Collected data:
────────
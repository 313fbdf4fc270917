use super::StateRequest;
use crate::motor::MotorEvent;
use crate::motor::context::LocomotionContext;
use crate::motor::physics::{dash_direction, progressive_gravity};
use crate::utils::{Vec3, planar};

/// Fixed-direction burst at constant speed for `dash_duration`.
#[derive(Clone, Debug, PartialEq)]
pub struct DashState {
    direction: Vec3,
    elapsed: f32,
}

impl DashState {
    pub fn enter(ctx: &mut LocomotionContext) -> Self {
        ctx.input.consume_dash();
        if !ctx.dash.try_consume() {
            log::warn!("Dash entered without an available charge");
        }

        let direction = dash_direction(ctx.wish(), ctx.view.look_direction(), ctx.body.forward(), ctx.cfg);
        ctx.body.velocity = direction * ctx.cfg.dash_speed;
        ctx.emit(MotorEvent::DashStarted { direction });

        Self {
            direction,
            elapsed: 0.0,
        }
    }

    pub fn direction(&self) -> Vec3 {
        self.direction
    }

    pub fn tick(&mut self, ctx: &mut LocomotionContext) -> Option<StateRequest> {
        let cfg = ctx.cfg;
        self.elapsed += ctx.dt;

        if ctx.input.slide_pressed() {
            if !ctx.ground.grounded {
                ctx.input.consume_slide_press();
                return Some(StateRequest::Slam);
            }
            if ctx.can_start_slide() {
                ctx.input.consume_slide_press();
                return Some(StateRequest::Slide);
            }
        }

        if self.elapsed >= cfg.dash_duration {
            return Some(if ctx.ground.grounded {
                StateRequest::Grounded
            } else {
                StateRequest::Airborne
            });
        }

        let burst = self.direction * cfg.dash_speed;
        if cfg.dash_ignores_gravity {
            ctx.body.velocity = burst;
        } else {
            let vy = progressive_gravity(ctx.body.velocity.y, ctx.timers.time_in_air, 1.0, cfg, ctx.dt);
            let horizontal = planar(burst);
            ctx.body.velocity = horizontal + Vec3::new(0.0, vy, 0.0);
        }

        None
    }
}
────────
§ What needs to be done:
An exact copy of the lines from the one containing "return Some(if ctx.ground.grounded" through the end of the data above is the whole answer.

§ Solution for this exercise:
            return Some(if ctx.ground.grounded {
                StateRequest::Grounded
            } else {
                StateRequest::Airborne
            });
        }

        let burst = self.direction * cfg.dash_speed;
        if cfg.dash_ignores_gravity {
            ctx.body.velocity = burst;
        } else {
            let vy = progressive_gravity(ctx.body.velocity.y, ctx.timers.time_in_air, 1.0, cfg, ctx.dt);
            let horizontal = planar(burst);
            ctx.body.velocity = horizontal + Vec3::new(0.0, vy, 0.0);
        }

        None
    }
}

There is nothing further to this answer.